Black, chocolate brown, white and dark gray are heavily represented, even in tee-shirts. Many of my outfits barely have a pop of color. Only five colors appear as rare pops in my closet: bright pink, red, royal blue and dark purple.
I took a quick peek at my stash — can I look forward to more colors in the next year of sewing? Ummm….No. My stash is black and gray and white, with a rare pop of color.
As far as metals go, I only wear white gold or silver. In fact, Pati Palmer is considering using me as an example of someone who cannot wear gold in her upcoming book. She took photos to show how bad I look in gold.

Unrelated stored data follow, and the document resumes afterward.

//! Text transforms applied to the auxiliary pages a procedure touches.
//!
//! Each function takes the current page text and returns the new one; none
//! of them performs IO. A pattern that must be present and is not yields
//! [`ContentError::MissingMatch`].

use std::sync::LazyLock;

use chrono::NaiveDate;
use regex::{Captures, Regex};

use crate::error::ContentError;
use crate::localtime::{format_long_date, format_short_date, month_name};
use crate::procedure::replace_literal;

pub const SILENT_NEWS_COUNTER: &str = "riconferme tacite amministratori";
pub const VOTE_NEWS_COUNTER: &str = "riconferme voto amministratori";

static IN_PROGRESS_HEADER_RE: LazyLock<Regex> =
    LazyLock::new(|| Regex::new(r"(?m)^\{\{In corso\}\}[ \t]*$").expect("valid regex"));

static EMPTY_BLOCK_RE: LazyLock<Regex> = LazyLock::new(|| {
    Regex::new(r#"<div id="(?:riconferma-tacita|vota-riconferma)">\s*</div>\n?"#)
        .expect("valid regex")
});

const IN_PROGRESS_MARKER: &str = "riconferma in corso";

fn alternation<S: AsRef<str>>(items: &[S]) -> String {
    items
        .iter()
        .map(|s| regex::escape(s.as_ref()))
        .collect::<Vec<_>>()
        .join("|")
}

fn compile(pattern: &str) -> Result<Regex, ContentError> {
    Regex::new(pattern).map_err(|err| ContentError::MissingMatch(err.to_string()))
}

/// `\n{{a}}\n{{b}}`, ready to be appended to a page.
pub fn transclusions<S: AsRef<str>>(titles: &[S]) -> String {
    titles
        .iter()
        .map(|t| format!("\n{{{{{}}}}}", t.as_ref()))
        .collect()
}

/// Drops `{{title}}` lines, with or without the `Wikipedia:` prefix.
pub fn remove_transclusions<S: AsRef<str>>(
    content: &str,
    titles: &[S],
) -> Result<String, ContentError> {
    if titles.is_empty() {
        return Ok(content.to_string());
    }
    let bare: Vec<&str> = titles
        .iter()
        .map(|t| {
            let t = t.as_ref();
            t.strip_prefix("Wikipedia:").unwrap_or(t)
        })
        .collect();
    let pattern = format!(r"\{{\{{(?:Wikipedia:)?(?:{})\}}\}}\n?", alternation(&bare));
    Ok(replace_literal(&compile(&pattern)?, content, ""))
}

/// Adds `delta` to the `name = N` parameter of the news template. A zero
/// count is written as an empty value.
pub fn update_news_counter(content: &str, name: &str, delta: i64) -> Result<String, ContentError> {
    let name_pattern = name
        .split(' ')
        .map(regex::escape)
        .collect::<Vec<_>>()
        .join("[ _]");
    let re = compile(&format!(r"(\| *{name_pattern} *= *)(\d*)(\s*[}}|])"))?;
    let caps = re
        .captures(content)
        .ok_or_else(|| ContentError::MissingMatch(format!("news counter {name}")))?;
    let current: i64 = caps[2].parse().unwrap_or(0);
    let updated = (current + delta).max(0);
    let value = if updated == 0 {
        String::new()
    } else {
        updated.to_string()
    };
    let whole = caps.get(0).map(|m| m.range()).unwrap_or(0..0);
    Ok(format!(
        "{}{}{}{}{}",
        &content[..whole.start],
        &caps[1],
        value,
        &caps[3],
        &content[whole.end..]
    ))
}

/// Reads the current value of a news counter; empty means zero.
pub fn news_counter(content: &str, name: &str) -> Result<u32, ContentError> {
    let name_pattern = name
        .split(' ')
        .map(regex::escape)
        .collect::<Vec<_>>()
        .join("[ _]");
    let re = compile(&format!(r"\| *{name_pattern} *= *(\d*)\s*[}}|]"))?;
    let caps = re
        .captures(content)
        .ok_or_else(|| ContentError::MissingMatch(format!("news counter {name}")))?;
    Ok(caps[1].parse().unwrap_or(0))
}

/// The two blocks of the votes page.
#[derive(Debug, Clone, Copy, PartialEq, Eq)]
pub enum VotesBlock {
    Silent,
    Vote,
}

impl VotesBlock {
    pub fn div_id(self) -> &'static str {
        match self {
            VotesBlock::Silent => "riconferma-tacita",
            VotesBlock::Vote => "vota-riconferma",
        }
    }

    fn opening(self) -> String {
        format!("<div id=\"{}\">", self.div_id())
    }
}

/// Inserts `lines` at the end of `block`, creating the block right after
/// `{{In corso}}` when it does not exist yet.
pub fn add_block_lines<S: AsRef<str>>(
    content: &str,
    block: VotesBlock,
    lines: &[S],
) -> Result<String, ContentError> {
    let body: String = lines
        .iter()
        .map(|l| format!("{}\n", l.as_ref()))
        .collect();
    let opening = block.opening();
    if let Some(start) = content.find(&opening) {
        let close = content[start..]
            .find("</div>")
            .map(|offset| start + offset)
            .ok_or_else(|| ContentError::MissingMatch(format!("end of {}", block.div_id())))?;
        let mut out = String::with_capacity(content.len() + body.len() + 1);
        out.push_str(&content[..close]);
        if !out.ends_with('\n') {
            out.push('\n');
        }
        out.push_str(&body);
        out.push_str(&content[close..]);
        return Ok(out);
    }

    let header = IN_PROGRESS_HEADER_RE
        .find(content)
        .ok_or_else(|| ContentError::MissingMatch("{{In corso}}".into()))?;
    Ok(format!(
        "{}\n{}\n{}</div>{}",
        &content[..header.end()],
        opening,
        body,
        &content[header.end()..]
    ))
}

/// Drops the list lines linking to a procedure of one of `users`.
pub fn remove_procedure_lines<S: AsRef<str>>(
    content: &str,
    users: &[S],
) -> Result<String, ContentError> {
    if users.is_empty() {
        return Ok(content.to_string());
    }
    let pattern = format!(
        r"(?m)^\*.*\[\[[^|\]\n]*/(?:{})/\d+\|.*\n?",
        alternation(users)
    );
    Ok(replace_literal(&compile(&pattern)?, content, ""))
}

pub fn remove_empty_blocks(content: &str) -> String {
    replace_literal(&EMPTY_BLOCK_RE, content, "")
}

fn admin_row_re(user: &str) -> Result<Regex, ContentError> {
    compile(&format!(
        r"(?m)^(.*\{{\{{Ammini\w+/riga\|{}\|[^\d\n]+\|\d{{8}}\|)(?:\d{{8}})?\|\d{{8}}((?:\|[a-z]*)?\}}\}}.*\n?)",
        regex::escape(user)
    ))
}

/// Sets the last and next confirmation dates (`yyyymmdd`) in the admins
/// list row of `user`.
pub fn update_admin_row(
    content: &str,
    user: &str,
    last: NaiveDate,
    next: NaiveDate,
) -> Result<String, ContentError> {
    let re = admin_row_re(user)?;
    if !re.is_match(content) {
        return Err(ContentError::MissingMatch(format!("admin row of {user}")));
    }
    let last = last.format("%Y%m%d").to_string();
    let next = next.format("%Y%m%d").to_string();
    Ok(re
        .replace(content, |caps: &Captures<'_>| {
            format!("{}{}|{}{}", &caps[1], last, next, &caps[2])
        })
        .into_owned())
}

pub fn remove_admin_row(content: &str, user: &str) -> Result<String, ContentError> {
    let re = admin_row_re(user)?;
    if !re.is_match(content) {
        return Err(ContentError::MissingMatch(format!("admin row of {user}")));
    }
    Ok(replace_literal(&re, content, ""))
}

fn checkuser_row_re(user: &str) -> Result<Regex, ContentError> {
    compile(&format!(
        r"(?m)^(\{{\{{Checkuser\|{}\|[^}}\n]*\|)([^|}}\n]*)(\}}\}}.*\n?)",
        regex::escape(user)
    ))
}

/// Writes `date` as the last confirmation of `user` in the checkuser list.
pub fn update_checkuser_row(
    content: &str,
    user: &str,
    date: NaiveDate,
) -> Result<String, ContentError> {
    let re = checkuser_row_re(user)?;
    if !re.is_match(content) {
        return Err(ContentError::MissingMatch(format!("checkuser row of {user}")));
    }
    let date = format_long_date(date);
    Ok(re
        .replace(content, |caps: &Captures<'_>| {
            format!("{}{}{}", &caps[1], date, &caps[3])
        })
        .into_owned())
}

pub fn remove_checkuser_row(content: &str, user: &str) -> Result<String, ContentError> {
    let re = checkuser_row_re(user)?;
    if !re.is_match(content) {
        return Err(ContentError::MissingMatch(format!("checkuser row of {user}")));
    }
    Ok(replace_literal(&re, content, ""))
}

pub fn remove_bureaucrat_row(content: &str, user: &str) -> Result<String, ContentError> {
    let re = compile(&format!(
        r"(?m)^\{{\{{Burocrate\|{}(?:\|[^\n]*)?\}}\}}.*\n?",
        regex::escape(user)
    ))?;
    if !re.is_match(content) {
        return Err(ContentError::MissingMatch(format!("bureaucrat row of {user}")));
    }
    Ok(replace_literal(&re, content, ""))
}

/// Closes the open bar of `user` in the timeline on `date`.
pub fn close_timeline_bar(
    content: &str,
    user: &str,
    date: NaiveDate,
) -> Result<String, ContentError> {
    let re = compile(&format!(
        r"(?m)^(\s*bar:{} from: \d+/\d+/\d+ till: )end",
        regex::escape(user)
    ))?;
    if !re.is_match(content) {
        return Err(ContentError::MissingMatch(format!("timeline bar of {user}")));
    }
    let date = format_short_date(date);
    Ok(re
        .replace(content, |caps: &Captures<'_>| format!("{}{}", &caps[1], date))
        .into_owned())
}

/// `=== Marzo 2024 ===`
pub fn month_header(date: NaiveDate) -> String {
    let name = month_name(chrono::Datelike::month(&date));
    let mut chars = name.chars();
    let capitalized: String = chars
        .next()
        .map(|first| first.to_uppercase().chain(chars).collect())
        .unwrap_or_default();
    format!("=== {} {} ===", capitalized, chrono::Datelike::year(&date))
}

/// Adds `line` under the section of the month of `date`, opening the section
/// at the end of the page when missing.
pub fn add_announcement(content: &str, date: NaiveDate, line: &str) -> String {
    let header = month_header(date);
    match content.find(&header) {
        Some(start) => {
            let after_header = start + header.len();
            let section_end = content[after_header..]
                .find("\n==")
                .map(|offset| after_header + offset)
                .unwrap_or(content.len());
            let section = &content[..section_end];
            let head = section.trim_end_matches('\n');
            let trailing = &section[head.len()..];
            format!("{head}\n{line}{trailing}{}", &content[section_end..])
        }
        None => format!("{}\n\n{}\n{}", content.trim_end(), header, line),
    }
}

/// Replaces the in-progress marker of a base page with the outcome.
pub fn replace_in_progress(content: &str, outcome: &str) -> Result<String, ContentError> {
    if !content.contains(IN_PROGRESS_MARKER) {
        return Err(ContentError::MissingMatch(IN_PROGRESS_MARKER.into()));
    }
    Ok(content.replacen(IN_PROGRESS_MARKER, outcome, 1))
}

The colors that are currently in my wardrobe can serve as a good (although boring) basis for a wearable palette. I pledge to incorporate more colors into my wardrobe after I work down my stash!
As I venture into this new phase in my life, this sewing, tailoring, teaching phase, I’m trying to find my niche. When I started this blog post last weekend (I had a busy week), I was getting ready to teach three new classes at Selvedge Studio in Missoula: Princess Seams, Sewing With Knits, and Sewing Essentials: From Wanna-Be to Designer in 2 Hours.

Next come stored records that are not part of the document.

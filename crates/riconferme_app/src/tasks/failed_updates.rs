//! Follow-ups for the procedures that ended with a failure.

use anyhow::Result;
use bot_logging::bot_info;
use riconferme_core::localtime::format_long_date;
use riconferme_core::messages::comma_list;
use riconferme_core::wikitext::{add_announcement, close_timeline_bar, remove_bureaucrat_row};
use riconferme_core::{Group, TaskResult};
use riconferme_engine::EditParams;

use super::{closed_procedures, rewrite_page, ClosedProcedure, TaskContext};
use crate::keys::{
    ANNOUNCE_PAGE_TITLE, BUREAUCRATS_LIST_TITLE, FLAG_REMOVAL_TITLE, LATEST_NEWS_TITLE,
    TIMELINE_TITLE,
};

pub(super) async fn run(ctx: &mut TaskContext) -> Result<TaskResult> {
    let failed: Vec<ClosedProcedure> = closed_procedures(ctx)
        .await?
        .into_iter()
        .filter(|c| c.outcome.is_failure())
        .collect();
    if failed.is_empty() {
        bot_info!("No failed procedures");
        return Ok(TaskResult::nothing());
    }

    update_bureaucrats(ctx, &failed).await?;
    request_flag_removal(ctx, &failed).await?;
    announce(ctx, &failed).await?;
    add_latest_news(ctx, &failed).await?;
    update_timeline(ctx, &failed).await?;
    Ok(TaskResult::good())
}

async fn update_bureaucrats(ctx: &mut TaskContext, failed: &[ClosedProcedure]) -> Result<()> {
    let users: Vec<&str> = failed
        .iter()
        .filter(|c| c.info.group_date(Group::Bureaucrat).is_some())
        .map(|c| c.user.as_str())
        .collect();
    if users.is_empty() {
        return Ok(());
    }
    let title = ctx.config_str(BUREAUCRATS_LIST_TITLE)?;
    let summary = ctx.msg("ric-bureaucrats-list-summary")?.text();
    rewrite_page(&mut ctx.wikis.main, &title, summary, |content| {
        let mut content = content.to_string();
        for user in &users {
            content = remove_bureaucrat_row(&content, user)?;
        }
        Ok(content)
    })
    .await?;
    Ok(())
}

async fn request_flag_removal(ctx: &mut TaskContext, failed: &[ClosedProcedure]) -> Result<()> {
    let title = ctx.config_str(FLAG_REMOVAL_TITLE)?;
    for procedure in failed {
        let groups: Vec<&str> = procedure.info.groups().map(Group::as_str).collect();
        let heading = ctx
            .msg("ric-flag-removal-title")?
            .param("$user", &procedure.user)
            .text();
        let text = ctx
            .msg("ric-flag-removal-text")?
            .params([
                ("$user", procedure.user.as_str()),
                ("$title", procedure.title.as_str()),
                ("$groups", comma_list(&groups).as_str()),
            ])
            .text();
        let summary = ctx
            .msg("ric-flag-removal-summary")?
            .param("$user", &procedure.user)
            .text();
        ctx.wikis
            .central
            .edit_page(EditParams::new_section(title.as_str(), heading, text).summary(summary))
            .await?;
    }
    Ok(())
}

async fn announce(ctx: &mut TaskContext, failed: &[ClosedProcedure]) -> Result<()> {
    let today = ctx.today();
    let mut lines = Vec::with_capacity(failed.len());
    for procedure in failed {
        lines.push(
            ctx.msg("ric-announce-line")?
                .params([
                    ("$user", procedure.user.as_str()),
                    ("$title", procedure.title.as_str()),
                ])
                .text(),
        );
    }
    let title = ctx.config_str(ANNOUNCE_PAGE_TITLE)?;
    let summary = ctx.msg("ric-announce-summary")?.text();
    rewrite_page(&mut ctx.wikis.main, &title, summary, |content| {
        Ok(lines
            .iter()
            .fold(content.to_string(), |page, line| add_announcement(&page, today, line)))
    })
    .await?;
    Ok(())
}

async fn add_latest_news(ctx: &mut TaskContext, failed: &[ClosedProcedure]) -> Result<()> {
    let date = format_long_date(ctx.today());
    let mut text = String::new();
    for procedure in failed {
        text.push_str(
            &ctx.msg("ric-latest-news-text")?
                .params([
                    ("$user", procedure.user.as_str()),
                    ("$title", procedure.title.as_str()),
                    ("$date", date.as_str()),
                ])
                .text(),
        );
        text.push('\n');
    }
    let title = ctx.config_str(LATEST_NEWS_TITLE)?;
    let summary = ctx.msg("ric-latest-news-summary")?.text();
    ctx.wikis
        .main
        .edit_page(EditParams::prepend(title, text).summary(summary))
        .await?;
    Ok(())
}

async fn update_timeline(ctx: &mut TaskContext, failed: &[ClosedProcedure]) -> Result<()> {
    let today = ctx.today();
    let title = ctx.config_str(TIMELINE_TITLE)?;
    let summary = ctx.msg("ric-timeline-summary")?.text();
    rewrite_page(&mut ctx.wikis.main, &title, summary, |content| {
        let mut content = content.to_string();
        for procedure in failed {
            content = close_timeline_bar(&content, &procedure.user, today)?;
        }
        Ok(content)
    })
    .await?;
    Ok(())
}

For the past few weeks, I’ve been frantically sewing up samples, practicing altering different patterns, and writing curriculums. I had both a Princess Seam class and a Sewing Essentials class scheduled for yesterday, and I wanted to finish my sample for Sewing with Knits.
Unfortunately, all of my preparation was for naught. No one signed up for the Princess Seam class, and the Sewing Essentials class was postponed until March 8. At least I’m ready to teach the classes. Now I have a little time for some selfish sewing (my favorite kind!).
Do you teach sewing classes? Which are the most popular? How do you get people to sign up?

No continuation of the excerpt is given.